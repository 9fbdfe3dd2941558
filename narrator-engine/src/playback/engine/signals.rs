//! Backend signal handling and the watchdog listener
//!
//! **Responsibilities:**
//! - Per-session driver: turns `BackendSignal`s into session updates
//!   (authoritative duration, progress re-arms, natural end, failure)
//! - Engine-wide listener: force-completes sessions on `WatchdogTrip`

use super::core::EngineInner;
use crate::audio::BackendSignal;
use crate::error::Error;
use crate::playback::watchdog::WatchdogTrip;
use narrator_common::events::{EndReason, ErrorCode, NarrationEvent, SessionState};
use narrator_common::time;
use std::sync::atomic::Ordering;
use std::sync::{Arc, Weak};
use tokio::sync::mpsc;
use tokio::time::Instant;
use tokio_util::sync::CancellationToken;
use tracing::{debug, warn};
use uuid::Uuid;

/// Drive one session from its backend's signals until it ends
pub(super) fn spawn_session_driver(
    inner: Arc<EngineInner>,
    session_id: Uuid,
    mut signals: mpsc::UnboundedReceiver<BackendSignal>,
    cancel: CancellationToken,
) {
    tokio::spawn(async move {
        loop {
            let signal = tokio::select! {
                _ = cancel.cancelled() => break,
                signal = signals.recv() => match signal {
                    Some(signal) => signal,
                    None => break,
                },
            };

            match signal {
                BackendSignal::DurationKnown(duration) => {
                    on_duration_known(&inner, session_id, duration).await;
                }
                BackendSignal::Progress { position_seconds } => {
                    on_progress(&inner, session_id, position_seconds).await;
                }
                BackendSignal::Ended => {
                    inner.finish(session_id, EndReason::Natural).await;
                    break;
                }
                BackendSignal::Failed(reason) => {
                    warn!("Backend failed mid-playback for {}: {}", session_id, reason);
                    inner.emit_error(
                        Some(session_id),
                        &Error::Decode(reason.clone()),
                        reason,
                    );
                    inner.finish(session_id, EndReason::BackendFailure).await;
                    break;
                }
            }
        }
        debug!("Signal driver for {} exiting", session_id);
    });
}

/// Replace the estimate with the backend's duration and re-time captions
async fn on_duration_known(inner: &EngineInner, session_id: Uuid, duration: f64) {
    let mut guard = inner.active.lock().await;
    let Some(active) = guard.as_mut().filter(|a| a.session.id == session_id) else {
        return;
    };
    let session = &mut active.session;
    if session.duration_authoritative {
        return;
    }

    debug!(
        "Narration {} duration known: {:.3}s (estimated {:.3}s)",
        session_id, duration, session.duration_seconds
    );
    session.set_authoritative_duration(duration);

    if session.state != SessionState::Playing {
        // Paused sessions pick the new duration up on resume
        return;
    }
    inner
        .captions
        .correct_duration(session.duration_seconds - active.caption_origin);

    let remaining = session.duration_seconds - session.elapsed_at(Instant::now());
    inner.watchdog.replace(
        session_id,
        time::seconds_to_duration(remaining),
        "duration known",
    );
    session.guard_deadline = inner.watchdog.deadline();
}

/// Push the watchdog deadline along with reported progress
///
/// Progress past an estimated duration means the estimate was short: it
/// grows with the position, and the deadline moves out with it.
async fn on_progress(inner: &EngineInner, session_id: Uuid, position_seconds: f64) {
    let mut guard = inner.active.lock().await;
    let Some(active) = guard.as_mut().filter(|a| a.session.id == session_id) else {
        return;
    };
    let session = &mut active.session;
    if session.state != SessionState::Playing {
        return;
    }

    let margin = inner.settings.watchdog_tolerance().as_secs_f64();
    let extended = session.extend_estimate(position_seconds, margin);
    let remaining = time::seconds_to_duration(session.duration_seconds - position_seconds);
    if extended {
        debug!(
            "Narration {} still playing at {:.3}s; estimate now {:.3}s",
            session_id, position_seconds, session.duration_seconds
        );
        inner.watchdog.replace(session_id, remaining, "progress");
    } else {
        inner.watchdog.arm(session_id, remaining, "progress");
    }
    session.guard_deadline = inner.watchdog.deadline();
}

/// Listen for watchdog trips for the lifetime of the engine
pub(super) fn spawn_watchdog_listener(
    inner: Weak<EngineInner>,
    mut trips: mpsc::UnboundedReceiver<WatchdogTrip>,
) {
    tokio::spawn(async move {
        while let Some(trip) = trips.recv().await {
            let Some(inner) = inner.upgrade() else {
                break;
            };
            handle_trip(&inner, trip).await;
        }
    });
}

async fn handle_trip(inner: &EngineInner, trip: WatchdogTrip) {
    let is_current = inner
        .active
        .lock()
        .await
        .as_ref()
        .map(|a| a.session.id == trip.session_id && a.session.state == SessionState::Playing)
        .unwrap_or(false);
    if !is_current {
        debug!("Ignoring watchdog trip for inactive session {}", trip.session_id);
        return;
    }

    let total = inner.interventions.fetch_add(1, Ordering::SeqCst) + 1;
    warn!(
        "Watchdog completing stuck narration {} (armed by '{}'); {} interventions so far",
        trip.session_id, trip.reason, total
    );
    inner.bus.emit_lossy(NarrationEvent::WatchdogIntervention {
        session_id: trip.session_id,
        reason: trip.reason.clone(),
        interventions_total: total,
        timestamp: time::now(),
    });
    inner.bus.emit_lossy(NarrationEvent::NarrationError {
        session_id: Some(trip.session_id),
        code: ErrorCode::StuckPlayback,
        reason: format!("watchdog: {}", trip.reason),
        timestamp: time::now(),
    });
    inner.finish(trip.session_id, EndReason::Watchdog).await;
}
________________________
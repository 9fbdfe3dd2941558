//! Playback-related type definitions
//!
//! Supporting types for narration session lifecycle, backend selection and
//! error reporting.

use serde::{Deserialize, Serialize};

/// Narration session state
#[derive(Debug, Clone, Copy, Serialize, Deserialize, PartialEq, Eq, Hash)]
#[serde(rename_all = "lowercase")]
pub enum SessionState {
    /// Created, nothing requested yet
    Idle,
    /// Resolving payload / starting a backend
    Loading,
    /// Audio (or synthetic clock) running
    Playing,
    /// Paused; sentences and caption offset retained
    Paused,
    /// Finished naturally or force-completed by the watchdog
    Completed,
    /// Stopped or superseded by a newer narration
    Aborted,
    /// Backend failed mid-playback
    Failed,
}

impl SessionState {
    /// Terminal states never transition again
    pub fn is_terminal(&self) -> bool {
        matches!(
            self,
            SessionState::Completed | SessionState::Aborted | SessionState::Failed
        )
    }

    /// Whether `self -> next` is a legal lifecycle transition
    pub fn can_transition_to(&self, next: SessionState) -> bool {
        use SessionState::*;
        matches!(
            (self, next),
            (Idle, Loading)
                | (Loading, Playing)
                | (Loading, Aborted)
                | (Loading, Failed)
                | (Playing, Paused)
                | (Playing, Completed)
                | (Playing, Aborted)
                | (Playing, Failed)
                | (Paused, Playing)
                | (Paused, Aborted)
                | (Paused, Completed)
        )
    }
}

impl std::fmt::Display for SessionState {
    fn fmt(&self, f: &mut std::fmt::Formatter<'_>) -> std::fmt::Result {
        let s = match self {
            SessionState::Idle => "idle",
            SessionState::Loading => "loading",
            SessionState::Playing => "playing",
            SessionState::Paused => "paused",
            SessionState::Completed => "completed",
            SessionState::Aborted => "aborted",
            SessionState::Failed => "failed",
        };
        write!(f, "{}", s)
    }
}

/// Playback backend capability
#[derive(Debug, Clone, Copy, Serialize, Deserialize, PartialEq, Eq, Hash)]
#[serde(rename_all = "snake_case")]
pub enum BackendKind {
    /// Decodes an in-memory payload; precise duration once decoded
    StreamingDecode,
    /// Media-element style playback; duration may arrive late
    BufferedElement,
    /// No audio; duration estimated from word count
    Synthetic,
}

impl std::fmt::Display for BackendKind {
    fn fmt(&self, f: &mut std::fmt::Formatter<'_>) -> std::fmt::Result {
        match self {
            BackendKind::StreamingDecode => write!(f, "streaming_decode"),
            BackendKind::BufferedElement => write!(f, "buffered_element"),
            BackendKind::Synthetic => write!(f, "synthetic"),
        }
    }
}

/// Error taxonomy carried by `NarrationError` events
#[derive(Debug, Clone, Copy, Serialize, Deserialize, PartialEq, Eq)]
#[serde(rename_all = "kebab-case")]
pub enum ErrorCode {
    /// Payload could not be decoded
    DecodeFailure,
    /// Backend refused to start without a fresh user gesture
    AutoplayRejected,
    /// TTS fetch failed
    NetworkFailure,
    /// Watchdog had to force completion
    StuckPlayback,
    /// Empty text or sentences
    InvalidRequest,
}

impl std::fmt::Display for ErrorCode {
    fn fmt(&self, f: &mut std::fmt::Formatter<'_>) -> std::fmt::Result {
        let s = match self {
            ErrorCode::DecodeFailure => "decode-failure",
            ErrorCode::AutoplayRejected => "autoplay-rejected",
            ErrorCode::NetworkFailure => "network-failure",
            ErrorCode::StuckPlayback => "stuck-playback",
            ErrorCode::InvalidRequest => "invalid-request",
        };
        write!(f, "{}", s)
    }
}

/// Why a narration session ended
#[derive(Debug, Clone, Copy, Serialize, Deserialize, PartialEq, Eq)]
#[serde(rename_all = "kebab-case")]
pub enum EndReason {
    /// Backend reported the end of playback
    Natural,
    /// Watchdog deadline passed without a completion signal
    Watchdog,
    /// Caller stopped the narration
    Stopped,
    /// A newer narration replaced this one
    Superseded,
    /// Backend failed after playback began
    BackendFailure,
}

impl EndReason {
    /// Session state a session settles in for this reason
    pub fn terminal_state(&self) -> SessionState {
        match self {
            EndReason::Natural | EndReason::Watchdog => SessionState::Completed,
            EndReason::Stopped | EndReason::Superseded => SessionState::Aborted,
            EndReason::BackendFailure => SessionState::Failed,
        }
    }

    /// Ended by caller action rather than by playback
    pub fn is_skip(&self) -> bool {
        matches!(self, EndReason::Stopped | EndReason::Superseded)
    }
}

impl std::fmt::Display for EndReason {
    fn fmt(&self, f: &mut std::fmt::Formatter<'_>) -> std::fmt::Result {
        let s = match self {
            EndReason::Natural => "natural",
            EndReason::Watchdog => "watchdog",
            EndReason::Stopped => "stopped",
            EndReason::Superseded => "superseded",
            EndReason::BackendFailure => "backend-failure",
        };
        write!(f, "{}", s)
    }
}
________________________
# Assigned task:
From the data above, copy each line that has the string "estimated".

# Response area:
        "Narration {} duration known: {:.3}s (estimated {:.3}s)",
/// Progress past an estimated duration means the estimate was short: it
    /// No audio; duration estimated from word count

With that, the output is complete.